Prepare for Domination
It’s true that when a diverse coalition of lesbian, bi, trans, and queer women have control of the presidency and both houses of Congress, straight white cis men might get a little nervous. JOIN THE CLUB, FELLAS. We were patient and played nice for a long time, but now they’re trying to roll back some very basic civil rights, so we’re going to have to take the joint over. Mandatory Supergirl viewing parties in all the sports bars! Pagan Reading Group Thursdays at the Library of Congress! Tegan and Sara playing the inauguration! Of President Laverne Cox!
Extreme? Perhaps. But the minute half the country sat out the election and another quarter knowingly voted in a viciously anti-LGBT Congress and a spray-tanned cupbearer of the KKK so pathetically desperate for approval that he became Salacious B. Crumb to Putin’s Jabba the Hutt, they asked for it.
You have your super-secret marching orders.

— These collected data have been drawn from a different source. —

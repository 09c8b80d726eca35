//! Email Forge - plausible email addresses from a person's name
//!
//! Combines a name and surname with separators, shortening, symbol
//! insertion, vowel dropping, leetspeak and digit affixes, then retries until
//! the username meets the configured length and digit constraints.

pub mod batch;
pub mod error;
pub mod mutation;
pub mod settings;
pub mod synth;
pub mod types;

// Re-export commonly used types
pub use error::{EmailForgeError, Result};
pub use settings::{DigitGuard, Settings, VowelMap};
pub use types::{
    AppliedMutation, MutationKind, MutationReport, MutationSet, NamePair, SynthesisPath,
    SynthesizedEmail,
};

// Re-export main functionality
pub use batch::{duplicate_proportion, BatchConfig, BatchGenerator, BatchOutput, BatchReport};
pub use synth::EmailSynthesizer;

/// Library version
pub const VERSION: &str = env!("CARGO_PKG_VERSION");

/// Initialize the library
pub fn init() -> Result<()> {
    // Load .env file if it exists
    dotenv::dotenv().ok();
    Ok(())
}

/// Generate one email with default settings and the thread-local random source
pub fn generate_email(name: &str, last_name: &str) -> Result<String> {
    let synthesizer = EmailSynthesizer::new(Settings::default())?;
    synthesizer.generate_email(&mut rand::thread_rng(), name, last_name)
}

Definitely do not share this on social media; we want it to be a surprise. You know how much we love a good entrance. Go get ‘em.
1 Read: LGBTQ Agenda. But we call it the Gay Agenda because that’s what scares them.
2 Unless you are resting on a bed strewn with laurels and are beckoning someone in a sultry manner.
3 As always, if you tell straight people the truth about your stunning ‘do, severe penalties will apply. If they’re nice, tell them your stylist isn’t taking on other clients. If they’re not, send them to the worst-rated Supercuts you can find on Yelp. (No, at present we do not know of any way to give either Trump or Pence a worse haircut. Our scientists are working on it.)